//! Transfer scheduling and control-pipe core for USB device controllers
//!
//! `usbd-dispatch` sits between a USB device controller's interrupt
//! handler and a USB device stack. It turns the controller's asynchronous
//! notifications into ordered, per-endpoint buffer completions, and it
//! drives the setup / data / status stages of control transfers.
//!
//! The controller itself is abstracted by [`HardwareOps`]. The device
//! stack that consumes completions implements [`Upstream`].
//!
//! # Design
//!
//! There are two execution contexts.
//!
//! - The interrupt handler calls [`Driver::on_hardware_event`]. Bus events
//!   go straight to [`Upstream::bus_event`]. Everything else is posted to a
//!   bounded event channel. Posting never blocks; if the channel is full,
//!   the event is dropped and counted (see [`Driver::dropped_events`]).
//! - A single [`Worker`] drains the channel in order. It's the only
//!   context that starts transfers and the only owner of the control
//!   transfer state.
//!
//! Application calls like [`Driver::enqueue`] and [`Driver::dequeue_all`]
//! may come from any context. They share one critical section with the
//! worker's completion handling, so a buffer is either cancelled or
//! completed, never both. Upstream callbacks always run outside of that
//! critical section, so they may call back into the driver.
//!
//! Each endpoint has at most one transfer in flight. The worker starts the
//! next queued buffer once the previous one completes.
//!
//! # Example
//!
//! ```no_run
//! use usbd_dispatch::{
//!     BusEvent, Config, Driver, EndpointConfig, Error, HardwareOps, HwError, TransferBuffer,
//!     Upstream,
//! };
//! use usb_device::endpoint::{EndpointAddress, EndpointType};
//!
//! struct Controller;
//!
//! unsafe impl HardwareOps for Controller {
//!     fn start_transfer(&mut self, _: EndpointAddress, _: *mut u8, _: usize) -> Result<(), HwError> { Ok(()) }
//!     fn abort_transfer(&mut self, _: EndpointAddress) -> Result<(), HwError> { Ok(()) }
//!     fn open_endpoint(&mut self, _: &EndpointConfig) -> Result<(), HwError> { Ok(()) }
//!     fn close_endpoint(&mut self, _: EndpointAddress) -> Result<(), HwError> { Ok(()) }
//!     fn stall(&mut self, _: EndpointAddress) -> Result<(), HwError> { Ok(()) }
//!     fn clear_stall(&mut self, _: EndpointAddress) -> Result<(), HwError> { Ok(()) }
//!     fn connect(&mut self) -> Result<(), HwError> { Ok(()) }
//!     fn disconnect(&mut self) -> Result<(), HwError> { Ok(()) }
//!     fn remote_wakeup(&mut self) -> Result<(), HwError> { Ok(()) }
//! }
//!
//! struct Stack;
//!
//! impl Upstream for Stack {
//!     fn bus_event(&self, _: BusEvent) {}
//!     fn control_request(&self, _: TransferBuffer, _: Option<TransferBuffer>) {}
//!     fn transfer_complete(&self, _: EndpointAddress, _: TransferBuffer, _: Result<(), Error>) {}
//!     fn control_status(&self, _: TransferBuffer) {}
//! }
//!
//! let driver: Driver<_, _> = Driver::new(Controller, Stack, Config::new());
//! driver.init().unwrap();
//!
//! let bulk_in = EndpointAddress::from(0x81);
//! driver
//!     .enable(&EndpointConfig::new(bulk_in, EndpointType::Bulk, 64, 0))
//!     .unwrap();
//! driver.connect().unwrap();
//!
//! // Call driver.on_hardware_event() from the USB interrupt handler,
//! // and run the worker in its own thread of execution:
//! let worker = driver.worker().unwrap();
//! worker.run(|| { /* wait for an interrupt */ });
//! ```

#![no_std]

extern crate alloc;

// Links the single-core critical section implementation.
#[cfg(feature = "single-core")]
use cortex_m as _;

#[macro_use]
mod log;

mod buffer;
mod config;
mod control;
mod driver;
mod endpoint;
mod error;
mod event;
mod setup;
mod state;
mod worker;

#[cfg(test)]
mod mock;

pub use buffer::{zlp_required, BufferFlags, TransferBuffer};
pub use config::{Config, Speed, MAX_ENDPOINT_PAIRS};
pub use control::ControlStage;
pub use driver::{Driver, Rejected};
pub use endpoint::{Capabilities, EndpointConfig, EndpointStatus};
pub use error::{Error, HwError, Result};
pub use event::{BusEvent, HardwareEvent, XferResult, DEFAULT_QUEUE_DEPTH};
pub use setup::{SetupPacket, SETUP_PACKET_SIZE};
pub use state::EndpointTable;
pub use worker::Worker;

use usb_device::endpoint::EndpointAddress;

/// Transfer and endpoint primitives of a USB device controller
///
/// The driver calls these from the worker, and from application calls,
/// always within a critical section. Implementations should program the
/// controller and return; they must not call back into the driver.
/// Transfer outcomes are reported later, from the interrupt handler,
/// through [`Driver::on_hardware_event`].
///
/// # Safety
///
/// [`start_transfer`](HardwareOps::start_transfer) hands the controller a
/// raw pointer into a driver-owned buffer. The driver keeps that buffer
/// alive until the controller reports the transfer complete, or until
/// [`abort_transfer`](HardwareOps::abort_transfer) returns for that
/// endpoint. An implementation must not access the memory outside of that
/// window, and must never access more than `len` bytes.
pub unsafe trait HardwareOps {
    /// Open the controller. Called by [`Driver::init`].
    fn open(&mut self) -> core::result::Result<(), HwError> {
        Ok(())
    }
    /// Close the controller. Called by [`Driver::shutdown`].
    fn close(&mut self) -> core::result::Result<(), HwError> {
        Ok(())
    }
    /// Start a transfer of `len` bytes at `data`
    ///
    /// For IN endpoints, `len` is the number of bytes to send. For OUT
    /// endpoints, it's the buffer capacity; the controller reports the
    /// received length on completion. A zero-length packet has a `len` of
    /// zero, and `data` may be null.
    fn start_transfer(
        &mut self,
        ep: EndpointAddress,
        data: *mut u8,
        len: usize,
    ) -> core::result::Result<(), HwError>;
    /// Abort the transfer outstanding on `ep`, if any
    ///
    /// Once this returns, the controller must not report a completion for
    /// the aborted transfer. The driver can only tell a late completion
    /// apart while the endpoint is idle; after the next transfer starts, a
    /// late completion would finish the wrong buffer.
    fn abort_transfer(&mut self, ep: EndpointAddress) -> core::result::Result<(), HwError>;
    fn open_endpoint(&mut self, config: &EndpointConfig) -> core::result::Result<(), HwError>;
    fn close_endpoint(&mut self, ep: EndpointAddress) -> core::result::Result<(), HwError>;
    fn stall(&mut self, ep: EndpointAddress) -> core::result::Result<(), HwError>;
    fn clear_stall(&mut self, ep: EndpointAddress) -> core::result::Result<(), HwError>;
    /// Attach to the bus
    fn connect(&mut self) -> core::result::Result<(), HwError>;
    /// Detach from the bus
    fn disconnect(&mut self) -> core::result::Result<(), HwError>;
    /// Signal remote wakeup to the host
    fn remote_wakeup(&mut self) -> core::result::Result<(), HwError>;
}

/// The USB device stack above the driver
///
/// Every buffer handed to the driver comes back through exactly one of
/// these callbacks. Callbacks run outside of the driver's critical
/// section, and may call back into the [`Driver`].
pub trait Upstream {
    /// A bus-level notification
    ///
    /// Called from the interrupt handler's context.
    fn bus_event(&self, event: BusEvent);
    /// A control transfer's setup packet, and for host-to-device
    /// transfers, its data stage
    ///
    /// `setup` is flagged as a setup buffer, and holds the
    /// [`SETUP_PACKET_SIZE`] bytes of the packet.
    ///
    /// - For a device-to-host transfer, the driver expects a data buffer
    ///   enqueued on the control IN endpoint.
    /// - For a transfer without data, the driver expects a zero-length
    ///   buffer enqueued on the control IN endpoint to perform the status
    ///   stage.
    /// - For a host-to-device transfer, `data` holds the received bytes,
    ///   and the driver performs the status stage itself.
    fn control_request(&self, setup: TransferBuffer, data: Option<TransferBuffer>);
    /// A buffer enqueued on `ep` is complete, or failed
    fn transfer_complete(
        &self,
        ep: EndpointAddress,
        buffer: TransferBuffer,
        result: core::result::Result<(), Error>,
    );
    /// The status stage of a control transfer is complete
    fn control_status(&self, buffer: TransferBuffer);
}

·····

| How to complete this task |
Scan the material above for the word "reports". Copy each line where it occurs.

| Response to this task |
/// alive until the controller reports the transfer complete, or until
    /// endpoints, it's the buffer capacity; the controller reports the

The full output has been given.